NYT: UnitedHealth Applies Legal Pressure to Try to Quiet Critics
A front-page exposé reveals UnitedHealth’s intimidation playbook against its critics.
This weekend, The New York Times gave front-page, above-the-fold attention to something many of us who work in the health care and consumer advocacy space know all too well: UnitedHealth Group — the nation’s biggest health insurer — is doing everything it can to muzzle its critics and bury uncomfortable truths about how it makes billions.
The Times investigation lays out a troubling series of intimidation and weight-throwing tactics against critics of the health insurance conglomerate. See highlights below:
Mary Strause, a filmmaker in Wisconsin. She produced a docuseries exposing the shady practices of pharmacy benefit managers — the middlemen like Optum Rx that UnitedHealth owns. But when she logged onto Amazon to share the link, it was gone. A UnitedHealth-hired law firm reportedly had sent Amazon and Vimeo letters calling her work defamatory. Both platforms quickly pulled her film.
Adam Stone, a small-town publisher in New York, said he got a threatening letter from an Optum executive, claiming he may have committed a crime for including an audio file in a story — and demanding he destroy his reporting.
Dr. Elisabeth Potter, a Texas surgeon who went viral when she shared how UnitedHealth reportedly interrupted her breast reconstruction surgery with a coverage call. The company’s lawyers fired off a six-page letter demanding she retract her video — while UnitedHealth quietly stopped negotiating to make her new surgery center an in-network provider. The company told the Times its decision not to include her surgery center in its provider network was unrelated to her video. She said she believes it’s retaliation.
This aggressive posture comes as UnitedHealth faces federal criminal and civil investigations into possible Medicare fraud and antitrust violations. All that and the heightened media and Congressional attention the company is receiving must surely be behind UnitedHealth’s efforts to quiet and discredit its critics, as laid out by the Times. Its own annual report even admits that “negative publicity” could have a detrimental effect on its stock price, which already has taken a major hit this year, and bring even more unwelcome scrutiny.
This is part of a growing trend among many corporations: Threaten reporters and critics with defamation suits to scare them into silence. Purdue Pharma, the maker of OxyContin, tried it when it was implicated in the opioid epidemic. But UnitedHealth’s tactics stand out for how far they reach: suing The Guardian, attempting to discredit the Wall Street Journal and intimidating doctors. And even trying to shame reporters and opinion writers who dare to mention the murder of one of its executives, suggesting that to do so while making any connection to its business practices under investigation by the feds is irresponsible.

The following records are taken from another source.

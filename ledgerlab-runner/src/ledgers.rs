//! Ledger stage: raw per-trader trade files → formatted, sorted ledgers.
//!
//! Two layouts are produced from the same builder:
//! - `formatted-trades/<traderId>.csv`, one per routed raw file, always sorted
//! - `profits/trader-profit-<traderId>-<direction>.csv`, built straight from
//!   partition data files for a given trader list

use ledgerlab_core::codec::{validate_header, CodecError, HeaderMap, TraderIdColumn};
use ledgerlab_core::ledger::{sort_ledger_dir, BuildSummary, Direction, LedgerBuilder, SortSummary};
use ledgerlab_core::storage::Decompressor;
use std::fs::{self, File};
use std::io::{self, BufRead, BufReader, BufWriter, Read};
use std::path::{Path, PathBuf};
use tracing::{error, info};

use crate::runner::RunError;

/// Outcome of one ledger stage.
#[derive(Debug, Clone, Default, PartialEq, Eq)]
pub struct LedgerSummary {
    /// Input files that were read to the end.
    pub files_processed: usize,
    /// Input files rejected for a header mismatch or read error.
    pub files_skipped: Vec<PathBuf>,
    /// Ledger files that could not be created; their traders get no ledger.
    pub outputs_failed: Vec<PathBuf>,
    pub build: BuildSummary,
    pub sort: Option<SortSummary>,
}

/// Build one formatted ledger per raw trader file, then sort them.
///
/// Every raw file gets its output created (with header) before any line is
/// read, so a raw file with a bad header still leaves an empty ledger. An
/// output that cannot be created is logged and its raw file is not read.
/// A header mismatch on the first file read aborts the stage.
pub fn build_formatted_ledgers(
    raw_dir: &Path,
    out_dir: &Path,
    direction: Direction,
    column: TraderIdColumn,
) -> Result<LedgerSummary, RunError> {
    fs::create_dir_all(out_dir)?;
    let raw_files = list_files(raw_dir)?;

    let header = HeaderMap::parse(column.raw_header());
    let mut builder = LedgerBuilder::new(&header, direction)?;
    let mut summary = LedgerSummary::default();
    let mut inputs = Vec::with_capacity(raw_files.len());
    for path in &raw_files {
        let Some(trader_id) = path.file_stem().map(|s| s.to_string_lossy().to_string()) else {
            continue;
        };
        let Some(name) = path.file_name() else {
            continue;
        };
        if open_sink(&mut builder, trader_id, &out_dir.join(name), &mut summary) {
            inputs.push(path);
        }
    }

    for (n, path) in inputs.into_iter().enumerate() {
        let outcome = File::open(path).and_then(|file| feed(&mut builder, BufReader::new(file), column));
        escalate_first(n, path, &outcome)?;
        record(&mut summary, path, outcome);
    }
    summary.build = builder.finish();
    drop(builder);

    summary.sort = Some(sort_ledger_dir(out_dir)?);
    info!(
        dir = %out_dir.display(),
        files = summary.files_processed,
        skipped = summary.files_skipped.len(),
        outputs_failed = summary.outputs_failed.len(),
        "formatted ledgers built"
    );
    Ok(summary)
}

/// Build profit ledgers for `trader_ids` from partition data files.
///
/// Data files are read in partition-index order (`...p<N>.csv...`); files
/// without an index go last. A trader whose ledger cannot be created is
/// logged and skipped. A header mismatch on the first data file aborts the
/// stage.
pub fn build_profit_ledgers(
    trader_ids: &[String],
    data_files: &[PathBuf],
    out_dir: &Path,
    direction: Direction,
    column: TraderIdColumn,
    decompressor: &dyn Decompressor,
    sort: bool,
) -> Result<LedgerSummary, RunError> {
    fs::create_dir_all(out_dir)?;

    let header = HeaderMap::parse(column.raw_header());
    let mut builder = LedgerBuilder::new(&header, direction)?;
    let mut summary = LedgerSummary::default();
    for trader_id in trader_ids {
        let path = out_dir.join(profit_file_name(trader_id, direction));
        open_sink(&mut builder, trader_id.clone(), &path, &mut summary);
    }

    for (n, path) in order_by_partition(data_files).into_iter().enumerate() {
        info!(file = %path.display(), "processing data file");
        let outcome = File::open(&path).and_then(|file| {
            let decoded = decompressor.decode(Box::new(file));
            feed(&mut builder, BufReader::new(decoded), column)
        });
        escalate_first(n, &path, &outcome)?;
        record(&mut summary, &path, outcome);
    }
    summary.build = builder.finish();
    drop(builder);

    if sort {
        summary.sort = Some(sort_ledger_dir(out_dir)?);
    }
    Ok(summary)
}

/// `trader-profit-<id>-<long|short>.csv`
pub fn profit_file_name(trader_id: &str, direction: Direction) -> String {
    format!("trader-profit-{trader_id}-{}.csv", direction.label())
}

/// Trader ids from a text file, one per line; blank lines ignored.
pub fn read_trader_ids(path: &Path) -> io::Result<Vec<String>> {
    Ok(fs::read_to_string(path)?
        .lines()
        .map(str::trim)
        .filter(|l| !l.is_empty())
        .map(str::to_string)
        .collect())
}

/// Partition index of a data file name: the digits of the first `p<N>.csv`.
pub fn partition_index(name: &str) -> Option<u32> {
    for (pos, _) in name.match_indices(".csv") {
        let head = &name[..pos];
        let digits = head.len() - head.trim_end_matches(|c: char| c.is_ascii_digit()).len();
        if digits == 0 {
            continue;
        }
        let start = pos - digits;
        if head[..start].ends_with('p') {
            if let Ok(index) = head[start..].parse() {
                return Some(index);
            }
        }
    }
    None
}

/// Stable order by partition index, unindexed files last.
pub fn order_by_partition(files: &[PathBuf]) -> Vec<PathBuf> {
    let mut ordered = files.to_vec();
    ordered.sort_by_key(|path| {
        path.file_name()
            .and_then(|n| partition_index(&n.to_string_lossy()))
            .unwrap_or(u32::MAX)
    });
    ordered
}

/// Create a ledger file and register it with the builder. Failures are
/// logged and recorded; returns whether the sink is live.
fn open_sink(
    builder: &mut LedgerBuilder<BufWriter<File>>,
    trader_id: String,
    path: &Path,
    summary: &mut LedgerSummary,
) -> bool {
    let opened = File::create(path).and_then(|file| builder.add_sink(trader_id, BufWriter::new(file)));
    match opened {
        Ok(()) => true,
        Err(e) => {
            error!(file = %path.display(), error = %e, "failed to create ledger, skipping trader");
            summary.outputs_failed.push(path.to_path_buf());
            false
        }
    }
}

/// Validate the header of one input, then feed all its lines. An empty input
/// counts as a header mismatch.
fn feed<W: io::Write, R: Read>(
    builder: &mut LedgerBuilder<W>,
    reader: BufReader<R>,
    column: TraderIdColumn,
) -> io::Result<Result<(), CodecError>> {
    let mut lines = reader.lines();
    let header = match lines.next() {
        Some(line) => line?,
        None => String::new(),
    };
    if let Err(e) = validate_header(&header, column.raw_header()) {
        return Ok(Err(e));
    }
    for line in lines {
        builder.process_line(&line?);
    }
    Ok(Ok(()))
}

/// The first input of a stage must carry the expected header.
fn escalate_first(
    index: usize,
    path: &Path,
    outcome: &io::Result<Result<(), CodecError>>,
) -> Result<(), RunError> {
    match outcome {
        Ok(Err(e)) if index == 0 => {
            error!(file = %path.display(), error = %e, "first trade file has the wrong header, aborting");
            Err(RunError::Codec(e.clone()))
        }
        _ => Ok(()),
    }
}

fn record(summary: &mut LedgerSummary, path: &Path, outcome: io::Result<Result<(), CodecError>>) {
    match outcome {
        Ok(Ok(())) => summary.files_processed += 1,
        Ok(Err(reason)) => {
            error!(file = %path.display(), reason = %reason, "skipping trade file");
            summary.files_skipped.push(path.to_path_buf());
        }
        Err(e) => {
            error!(file = %path.display(), error = %e, "failed to read trade file");
            summary.files_skipped.push(path.to_path_buf());
        }
    }
}

/// Every file under `dir`, recursively, sorted by path.
pub fn list_data_files(dir: &Path) -> io::Result<Vec<PathBuf>> {
    let mut files = Vec::new();
    let mut pending = vec![dir.to_path_buf()];
    while let Some(current) = pending.pop() {
        for entry in fs::read_dir(&current)? {
            let path = entry?.path();
            if path.is_dir() {
                pending.push(path);
            } else if path.is_file() {
                files.push(path);
            }
        }
    }
    files.sort();
    Ok(files)
}

fn list_files(dir: &Path) -> io::Result<Vec<PathBuf>> {
    let mut files: Vec<PathBuf> = fs::read_dir(dir)?
        .filter_map(|entry| entry.ok())
        .map(|entry| entry.path())
        .filter(|p| p.is_file())
        .collect();
    files.sort();
    Ok(files)
}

I came out against my old industry years ago because I knew how far insurers would go to protect their profits. But the extent of this legal intimidation campaign — now laid bare on the front page of the Times — shows just how dangerous unchecked corporate power in health care has become.
Patients, doctors, taxpayers and journalists should not be bullied into silence for telling the truth. If UnitedHealth really wants to fix its reputation, it could start by fixing its business practices — not by gagging those who expose them.